Vaccinations contribute to disease prevention and play an important role in public health. In fact, infants and children who are immunized (protected from a disease by receiving a vaccine shot) before age two, are defended against up to 14 preventable diseases for the rest of their lives.
In accordance with the World Health Organization (WHO)’s World Immunization Week (WIW), the United States will observe National Infant Immunization Week (NIIW) from April 26 through May 3. NIIW is an important time for sharing resources and learning about the vaccines available to young children, as well as the importance of immunization. Also, there are a number of tools available to health professionals to refresh their knowledge about immunization.

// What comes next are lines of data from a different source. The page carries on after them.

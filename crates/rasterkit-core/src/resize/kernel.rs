//! Interpolation kernels for resampling.
//!
//! Every kernel is a pure function of four ordered samples taken at
//! positions -1, 0, 1, 2 on the source lattice, plus a fraction
//! `t in [0, 1)` between the middle pair. The result is always saturated
//! to the byte range, so overshooting kernels (bicubic, hermite) can never
//! wrap.

use serde::{Deserialize, Serialize};

/// Resampling kernel selection.
///
/// Dispatch is a plain match over variants; there is no name-based lookup.
#[derive(Debug, Clone, Copy, PartialEq, Eq, Default, Serialize, Deserialize)]
pub enum Kernel {
    /// Nearest neighbor (fastest, lowest quality).
    Nearest,
    /// Linear blend of the two middle samples.
    #[default]
    Bilinear,
    /// 4-point cubic convolution fit.
    Bicubic,
    /// Hermite cubic through the middle pair with centered tangents.
    Hermite,
    /// Cubic Bezier with control points derived from the outer samples.
    Bezier,
}

impl Kernel {
    /// All kernels, in declaration order. Handy for exhaustive tests.
    pub const ALL: [Kernel; 5] = [
        Kernel::Nearest,
        Kernel::Bilinear,
        Kernel::Bicubic,
        Kernel::Hermite,
        Kernel::Bezier,
    ];

    /// Evaluate the kernel for one channel.
    ///
    /// `x1` and `x2` are the samples bracketing the target position;
    /// `x0` and `x3` are their outer neighbors.
    #[inline]
    pub(crate) fn interpolate(self, x0: f64, x1: f64, x2: f64, x3: f64, t: f64) -> u8 {
        match self {
            Kernel::Nearest => nearest(x1, x2, t),
            Kernel::Bilinear => bilinear(x1, x2, t),
            Kernel::Bicubic => bicubic(x0, x1, x2, x3, t),
            Kernel::Hermite => hermite(x0, x1, x2, x3, t),
            Kernel::Bezier => bezier(x0, x1, x2, x3, t),
        }
    }
}

/// Round and clamp to the byte range.
#[inline]
fn saturate(v: f64) -> u8 {
    v.round().clamp(0.0, 255.0) as u8
}

/// Half-away-from-zero rounding to the nearer of the two middle samples.
#[inline]
fn nearest(x1: f64, x2: f64, t: f64) -> u8 {
    if t < 0.5 {
        x1 as u8
    } else {
        x2 as u8
    }
}

/// Linear blend. The integer-coordinate case short-circuits so callers at
/// a lattice point never depend on the far sample.
#[inline]
fn bilinear(x1: f64, x2: f64, t: f64) -> u8 {
    if t == 0.0 {
        return x1 as u8;
    }
    saturate(x1 + t * (x2 - x1))
}

/// 4-point cubic convolution through the middle pair.
#[inline]
fn bicubic(x0: f64, x1: f64, x2: f64, x3: f64, t: f64) -> u8 {
    let a0 = x3 - x2 - x0 + x1;
    let a1 = x0 - x1 - a0;
    let a2 = x2 - x0;
    let a3 = x1;
    saturate(((a0 * t + a1) * t + a2) * t + a3)
}

/// Hermite cubic with centered-difference tangents.
#[inline]
fn hermite(x0: f64, x1: f64, x2: f64, x3: f64, t: f64) -> u8 {
    let c0 = x1;
    let c1 = 0.5 * (x2 - x0);
    let c2 = x0 - 2.5 * x1 + 2.0 * x2 - 0.5 * x3;
    let c3 = 0.5 * (x3 - x0) + 1.5 * (x1 - x2);
    saturate(((c3 * t + c2) * t + c1) * t + c0)
}

/// Cubic Bezier with knots x1, x2 and control points derived from the
/// outer neighbors.
#[inline]
fn bezier(x0: f64, x1: f64, x2: f64, x3: f64, t: f64) -> u8 {
    let cp1 = x1 + (x2 - x0) / 4.0;
    let cp2 = x2 - (x3 - x1) / 4.0;
    let nt = 1.0 - t;
    let c0 = x1 * nt * nt * nt;
    let c1 = 3.0 * cp1 * nt * nt * t;
    let c2 = 3.0 * cp2 * nt * t * t;
    let c3 = x2 * t * t * t;
    saturate(c0 + c1 + c2 + c3)
}
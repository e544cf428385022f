//! Raster resizing under a fit policy.
//!
//! A resize maps the source onto an arbitrary destination extent through
//! one of five interpolation kernels, reconciling mismatched aspect ratios
//! with a [`Fit`] policy:
//!
//! 1. The fit policy resolves a source crop window and a destination
//!    bounds window.
//! 2. Pad margins outside the bounds window are filled first.
//! 3. A two-pass separable resampler writes the bounds window, switching
//!    to a box-filtered variant when the shrink factor exceeds ~2x.

mod fit;
mod kernel;
mod separable;

pub use fit::{Fit, Gravity};
pub use kernel::Kernel;

use crate::error::{Error, Result};
use crate::raster::{Color, Raster};

/// Resize `src` to exactly `width x height`.
///
/// The output always has the requested extent; the fit policy decides how
/// the source content is placed inside it. The source is never mutated.
///
/// # Errors
///
/// Returns [`Error::InvalidGeometry`] if either dimension is zero. The
/// check runs before any allocation.
pub fn resize(src: &Raster, width: u32, height: u32, kernel: Kernel, fit: &Fit) -> Result<Raster> {
    if width == 0 || height == 0 {
        return Err(Error::InvalidGeometry { width, height });
    }

    let windows = fit::resolve_windows(src.width(), src.height(), width, height, fit);
    let pad = match fit {
        Fit::Pad(color) => *color,
        _ => Color::TRANSPARENT,
    };

    let mut dst = Raster::new(width, height)?;
    separable::resample(src, &mut dst, kernel, windows.crop, windows.bounds, pad);
    Ok(dst)
}


#[cfg(test)]
mod proptests {
    use super::*;
    use proptest::prelude::*;

    fn dimensions_strategy() -> impl Strategy<Value = (u32, u32)> {
        (1u32..=48, 1u32..=48)
    }

    fn kernel_strategy() -> impl Strategy<Value = Kernel> {
        prop::sample::select(Kernel::ALL.to_vec())
    }

    fn color_strategy() -> impl Strategy<Value = Color> {
        (any::<u8>(), any::<u8>(), any::<u8>(), any::<u8>())
            .prop_map(|(r, g, b, a)| Color::rgba(r, g, b, a))
    }

    proptest! {
        /// The output extent always equals the request, whatever the fit.
        #[test]
        fn prop_output_matches_requested_extent(
            (src_w, src_h) in dimensions_strategy(),
            (dst_w, dst_h) in dimensions_strategy(),
            kernel in kernel_strategy(),
        ) {
            let src = Raster::filled(src_w, src_h, Color::WHITE).unwrap();
            for fit in [
                Fit::Stretch,
                Fit::Pad(Color::RED),
                Fit::Crop(Gravity::CENTER),
            ] {
                let out = resize(&src, dst_w, dst_h, kernel, &fit).unwrap();
                prop_assert_eq!(out.width(), dst_w);
                prop_assert_eq!(out.height(), dst_h);
                prop_assert_eq!(
                    out.as_bytes().len(),
                    dst_w as usize * dst_h as usize * 4
                );
            }
        }

        /// Any resize of a solid raster stays solid inside the bounds
        /// window; with stretch fit that is the whole destination.
        #[test]
        fn prop_stretch_preserves_solid_color(
            (src_w, src_h) in dimensions_strategy(),
            (dst_w, dst_h) in dimensions_strategy(),
            kernel in kernel_strategy(),
            color in color_strategy(),
        ) {
            let src = Raster::filled(src_w, src_h, color).unwrap();
            let out = resize(&src, dst_w, dst_h, kernel, &Fit::Stretch).unwrap();
            for y in 0..dst_h {
                for x in 0..dst_w {
                    prop_assert_eq!(out.get_pixel(x, y), color);
                }
            }
        }

        /// Identity law: resizing to the source extent is pixel-exact.
        #[test]
        fn prop_identity_resize(
            (src_w, src_h) in dimensions_strategy(),
            kernel in kernel_strategy(),
            seed in any::<u64>(),
        ) {
            let mut src = Raster::new(src_w, src_h).unwrap();
            let mut state = seed | 1;
            for y in 0..src_h {
                for x in 0..src_w {
                    state = state.wrapping_mul(6364136223846793005).wrapping_add(1442695040888963407);
                    let b = state.to_le_bytes();
                    src.set_pixel(x, y, Color::rgba(b[0], b[1], b[2], b[3]));
                }
            }
            let out = resize(&src, src_w, src_h, kernel, &Fit::Stretch).unwrap();
            prop_assert_eq!(out, src);
        }
    }
}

Parents concerned about the safety of vaccinations can find information about how vaccines prevent disease and how they are produced and regulated to help make the best decisions for their child. The Centers for Disease Control and Prevention (CDC) also provides explanations of the most common misconceptions surrounding vaccination.
Young children should receive scheduled immunizations to protect them before they are likely to be exposed to specific diseases. Parents should keep this in mind before their child begins school and ensure they have the necessary Massachusetts-requested vaccines before the first day of classes. If insurance coverage is an issue, the Department of Public Health (DPH) provides a number of vaccines to children regardless of insurance status. If a child is behind schedule for immunizations, however, it is still possible to catch up later.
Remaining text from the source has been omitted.